On Tuesday night, legislators in Suffolk County, N.Y. voted to raise the minimum age to purchase tobacco products from 19 to 21, making it illegal for retailers to sell cigars, pipes, cigarettes, e-cigarettes, chewing tobacco, herbal cigarettes and rolling papers to those under 21 years of age. It now heads to the desk of County Executive Steven Bellone, and if he signs it, will go into effect on Jan. 1 , 2015.
Legis. William Spencer (D-Centerport), the bill’s sponsor and a pediatric surgeon, told Newsday.com that “this will save lives” after it was announced that it had passed by a vote of 10-8. One of the bill’s most critical opponents, Minority Leader Legis. John M. Kennedy Jr. (R-Nesconset), maintained that 19-year-olds are capable of making their own decisions on whether or not to purchase tobacco, saying that “”nineteen-year-olds have a bundle of rights — they can vote, they can marry, they can enter contracts and serve in the military — but to say they don’t have the innate ability to make a choice about tobacco consumption gravely concerns me as overreaching.”
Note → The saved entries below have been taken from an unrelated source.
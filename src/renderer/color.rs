/// Depth at which the hue wheel starts (red).
const DEPTH_OFFSET: f64 = 30.0;
/// Depth range covered by one full turn of the hue wheel.
const DEPTH_SPAN: f64 = 60.0;

/// Map the Lorenz z coordinate to a hue. Not clamped: z outside
/// [-30, 30) yields a hue outside [0, 1) that wraps in `hsb_to_rgba`.
pub fn depth_hue(z: f64) -> f32 {
    ((z + DEPTH_OFFSET) / DEPTH_SPAN) as f32
}

/// Fully saturated, full brightness color for depth `z`.
pub fn depth_color(z: f64) -> [u8; 4] {
    hsb_to_rgba(depth_hue(z), 1.0, 1.0)
}

/// Convert hue/saturation/brightness to RGBA.
/// Only the fractional part of `hue` is used, so 1.25 and -0.75 both read as 0.25.
pub fn hsb_to_rgba(hue: f32, saturation: f32, brightness: f32) -> [u8; 4] {
    let to_u8 = |v: f32| (v * 255.0 + 0.5) as u8;

    if saturation == 0.0 {
        let v = to_u8(brightness);
        return [v, v, v, 255];
    }

    let h = (hue - hue.floor()) * 6.0;
    let f = h - h.floor();
    let p = brightness * (1.0 - saturation);
    let q = brightness * (1.0 - saturation * f);
    let t = brightness * (1.0 - saturation * (1.0 - f));

    // A tiny negative hue wraps to 1.0 - eps, which rounds to 1.0 in f32 and
    // gives h == 6.0. The classic six-case conversion has no arm for 6 and
    // leaves the pixel black; here it falls through to red, the color the
    // wheel returns to after a full turn.
    let (r, g, b) = match h as usize {
        1 => (q, brightness, p),
        2 => (p, brightness, t),
        3 => (p, q, brightness),
        4 => (t, p, brightness),
        5 => (brightness, p, q),
        _ => (brightness, t, p),
    };

    [to_u8(r), to_u8(g), to_u8(b), 255]
}

#[cfg(test)]
mod tests {
    use super::*;

    #[test]
    fn test_primary_hues() {
        assert_eq!(hsb_to_rgba(0.0, 1.0, 1.0), [255, 0, 0, 255]);
        assert_eq!(hsb_to_rgba(1.0 / 3.0, 1.0, 1.0), [0, 255, 0, 255]);
        assert_eq!(hsb_to_rgba(2.0 / 3.0, 1.0, 1.0), [0, 0, 255, 255]);
    }

    #[test]
    fn test_secondary_hues() {
        assert_eq!(hsb_to_rgba(1.0 / 6.0, 1.0, 1.0), [255, 255, 0, 255]);
        assert_eq!(hsb_to_rgba(0.5, 1.0, 1.0), [0, 255, 255, 255]);
        assert_eq!(hsb_to_rgba(5.0 / 6.0, 1.0, 1.0), [255, 0, 255, 255]);
    }

    #[test]
    fn test_zero_saturation_is_gray() {
        assert_eq!(hsb_to_rgba(0.3, 0.0, 1.0), [255, 255, 255, 255]);
        assert_eq!(hsb_to_rgba(0.3, 0.0, 0.5), [128, 128, 128, 255]);
        assert_eq!(hsb_to_rgba(0.3, 0.0, 0.0), [0, 0, 0, 255]);
    }

    #[test]
    fn test_hue_wraps_above_one() {
        assert_eq!(hsb_to_rgba(1.25, 1.0, 1.0), hsb_to_rgba(0.25, 1.0, 1.0));
        assert_eq!(hsb_to_rgba(2.5, 1.0, 1.0), hsb_to_rgba(0.5, 1.0, 1.0));
    }

    #[test]
    fn test_hue_wraps_below_zero() {
        assert_eq!(hsb_to_rgba(-0.75, 1.0, 1.0), hsb_to_rgba(0.25, 1.0, 1.0));
        assert_eq!(hsb_to_rgba(-0.5, 1.0, 1.0), hsb_to_rgba(0.5, 1.0, 1.0));
    }

    #[test]
    fn test_hue_just_below_one_is_red() {
        let c = hsb_to_rgba(0.99999999, 1.0, 1.0);
        assert_eq!(c[0], 255);
        assert_eq!(c[2], 0);
    }

    #[test]
    fn test_sector_six_is_red_not_black() {
        let hue = -1e-9_f32;
        assert_eq!((hue - hue.floor()) * 6.0, 6.0);
        assert_eq!(hsb_to_rgba(hue, 1.0, 1.0), [255, 0, 0, 255]);
        // Depth a hair below the bottom of the wheel takes the same path.
        assert_eq!(depth_color(-30.0000001), [255, 0, 0, 255]);
    }

    #[test]
    fn test_depth_hue() {
        assert_eq!(depth_hue(-30.0), 0.0);
        assert_eq!(depth_hue(0.0), 0.5);
        assert_eq!(depth_hue(30.0), 1.0);
        assert_eq!(depth_hue(60.0), 1.5);
    }

    #[test]
    fn test_depth_color_midpoint_is_cyan() {
        assert_eq!(depth_color(0.0), [0, 255, 255, 255]);
        assert_eq!(depth_color(-30.0), [255, 0, 0, 255]);
    }

    #[test]
    fn test_depth_color_wraps_instead_of_clamping() {
        // z = 45 -> hue 1.25, which wraps to 0.25 (yellow-green), not clamped to red.
        assert_eq!(depth_color(45.0), depth_color(-15.0));
        assert_ne!(depth_color(45.0), depth_color(30.0));
        assert_eq!(depth_color(30.0), [255, 0, 0, 255]);
    }

    #[test]
    fn test_alpha_always_opaque() {
        for i in -100..=100 {
            assert_eq!(depth_color(i as f64)[3], 255);
        }
    }

    #[test]
    fn test_gradient_continuity() {
        let steps = 600;
        for i in 1..steps {
            let h0 = (i - 1) as f32 / steps as f32;
            let h1 = i as f32 / steps as f32;
            let c0 = hsb_to_rgba(h0, 1.0, 1.0);
            let c1 = hsb_to_rgba(h1, 1.0, 1.0);
            for ch in 0..3 {
                let diff = (c1[ch] as i32 - c0[ch] as i32).abs();
                assert!(
                    diff <= 3,
                    "Color channel {} jumped by {} between h={} and h={}",
                    ch, diff, h0, h1
                );
            }
        }
    }
}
The bill attempts to reduce the sale of tobacco to those under 21 by going after merchants, not the users. Retailers selling tobacco products to those under 21 will face fines of up to $1,000 on the first offense and $1,500 on the second offense.
Suffolk County is home to nearly 1.5 million residents and encompasses the central and eastern sections of Long Island.
The passage of this bill in Suffolk County would seem to indicate that a similar bill in neighboring Nassau County could also be passed in the near future.
Update: This bill was signed into law on Monday, April 14.